- **Task goal**: Your task is to reproduce, exactly and only, the lines running from the line containing "advances exceed earnings." to the end of the data below, both included.

- **Given information**:
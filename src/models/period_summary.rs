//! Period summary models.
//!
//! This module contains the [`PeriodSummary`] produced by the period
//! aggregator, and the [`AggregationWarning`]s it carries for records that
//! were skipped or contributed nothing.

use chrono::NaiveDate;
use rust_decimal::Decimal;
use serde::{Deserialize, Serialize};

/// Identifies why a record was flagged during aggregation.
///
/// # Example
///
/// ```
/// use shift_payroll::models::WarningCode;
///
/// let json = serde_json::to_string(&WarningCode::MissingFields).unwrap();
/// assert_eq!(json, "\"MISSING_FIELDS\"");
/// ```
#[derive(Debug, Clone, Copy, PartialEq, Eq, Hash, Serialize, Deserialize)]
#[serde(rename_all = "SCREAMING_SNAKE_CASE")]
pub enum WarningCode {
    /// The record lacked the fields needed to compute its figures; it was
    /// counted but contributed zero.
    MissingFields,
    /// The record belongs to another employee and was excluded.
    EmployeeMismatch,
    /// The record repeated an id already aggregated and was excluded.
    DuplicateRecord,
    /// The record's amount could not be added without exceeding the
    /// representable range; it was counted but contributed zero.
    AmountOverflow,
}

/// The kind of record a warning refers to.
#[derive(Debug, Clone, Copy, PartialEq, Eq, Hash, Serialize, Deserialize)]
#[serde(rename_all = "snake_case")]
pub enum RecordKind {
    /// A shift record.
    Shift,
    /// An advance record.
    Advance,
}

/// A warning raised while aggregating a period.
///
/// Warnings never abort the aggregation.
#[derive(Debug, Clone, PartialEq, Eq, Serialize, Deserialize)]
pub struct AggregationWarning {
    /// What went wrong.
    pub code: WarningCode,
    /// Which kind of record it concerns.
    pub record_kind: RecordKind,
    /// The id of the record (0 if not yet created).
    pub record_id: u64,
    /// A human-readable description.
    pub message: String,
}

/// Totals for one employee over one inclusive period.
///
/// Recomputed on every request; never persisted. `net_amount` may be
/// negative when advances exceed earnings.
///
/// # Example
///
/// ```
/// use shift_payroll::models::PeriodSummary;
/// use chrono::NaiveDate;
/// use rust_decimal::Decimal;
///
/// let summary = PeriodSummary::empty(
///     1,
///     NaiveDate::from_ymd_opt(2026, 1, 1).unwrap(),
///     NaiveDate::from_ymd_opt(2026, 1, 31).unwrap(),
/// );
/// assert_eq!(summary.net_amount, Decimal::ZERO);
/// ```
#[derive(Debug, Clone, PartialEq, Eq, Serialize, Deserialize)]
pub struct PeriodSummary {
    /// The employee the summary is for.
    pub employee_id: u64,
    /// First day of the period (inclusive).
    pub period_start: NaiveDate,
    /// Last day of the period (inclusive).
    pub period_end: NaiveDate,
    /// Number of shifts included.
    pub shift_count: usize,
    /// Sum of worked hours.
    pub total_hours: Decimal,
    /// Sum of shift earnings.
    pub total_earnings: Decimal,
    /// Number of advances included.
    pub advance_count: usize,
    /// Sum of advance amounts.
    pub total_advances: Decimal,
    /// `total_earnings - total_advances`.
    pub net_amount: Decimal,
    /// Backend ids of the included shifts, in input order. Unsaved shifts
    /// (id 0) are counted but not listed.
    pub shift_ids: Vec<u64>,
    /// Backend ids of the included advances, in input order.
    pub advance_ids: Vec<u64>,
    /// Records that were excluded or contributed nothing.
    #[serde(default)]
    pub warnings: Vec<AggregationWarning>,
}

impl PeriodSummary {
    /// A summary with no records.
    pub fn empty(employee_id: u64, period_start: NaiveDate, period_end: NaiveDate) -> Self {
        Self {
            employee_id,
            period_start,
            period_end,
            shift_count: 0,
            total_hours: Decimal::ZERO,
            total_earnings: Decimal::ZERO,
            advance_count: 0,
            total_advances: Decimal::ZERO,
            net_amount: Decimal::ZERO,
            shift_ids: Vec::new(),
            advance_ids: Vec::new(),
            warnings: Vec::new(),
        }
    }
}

- **Solved problem**:
/// negative when advances exceed earnings.
///
/// # Example
///
/// ```
/// use shift_payroll::models::PeriodSummary;
/// use chrono::NaiveDate;
/// use rust_decimal::Decimal;
///
/// let summary = PeriodSummary::empty(
///     1,
///     NaiveDate::from_ymd_opt(2026, 1, 1).unwrap(),
///     NaiveDate::from_ymd_opt(2026, 1, 31).unwrap(),
/// );
/// assert_eq!(summary.net_amount, Decimal::ZERO);
/// ```
#[derive(Debug, Clone, PartialEq, Eq, Serialize, Deserialize)]
pub struct PeriodSummary {
    /// The employee the summary is for.
    pub employee_id: u64,
    /// First day of the period (inclusive).
    pub period_start: NaiveDate,
    /// Last day of the period (inclusive).
    pub period_end: NaiveDate,
    /// Number of shifts included.
    pub shift_count: usize,
    /// Sum of worked hours.
    pub total_hours: Decimal,
    /// Sum of shift earnings.
    pub total_earnings: Decimal,
    /// Number of advances included.
    pub advance_count: usize,
    /// Sum of advance amounts.
    pub total_advances: Decimal,
    /// `total_earnings - total_advances`.
    pub net_amount: Decimal,
    /// Backend ids of the included shifts, in input order. Unsaved shifts
    /// (id 0) are counted but not listed.
    pub shift_ids: Vec<u64>,
    /// Backend ids of the included advances, in input order.
    pub advance_ids: Vec<u64>,
    /// Records that were excluded or contributed nothing.
    #[serde(default)]
    pub warnings: Vec<AggregationWarning>,
}

impl PeriodSummary {
    /// A summary with no records.
    pub fn empty(employee_id: u64, period_start: NaiveDate, period_end: NaiveDate) -> Self {
        Self {
            employee_id,
            period_start,
            period_end,
            shift_count: 0,
            total_hours: Decimal::ZERO,
            total_earnings: Decimal::ZERO,
            advance_count: 0,
            total_advances: Decimal::ZERO,
            net_amount: Decimal::ZERO,
            shift_ids: Vec::new(),
            advance_ids: Vec::new(),
            warnings: Vec::new(),
        }
    }
}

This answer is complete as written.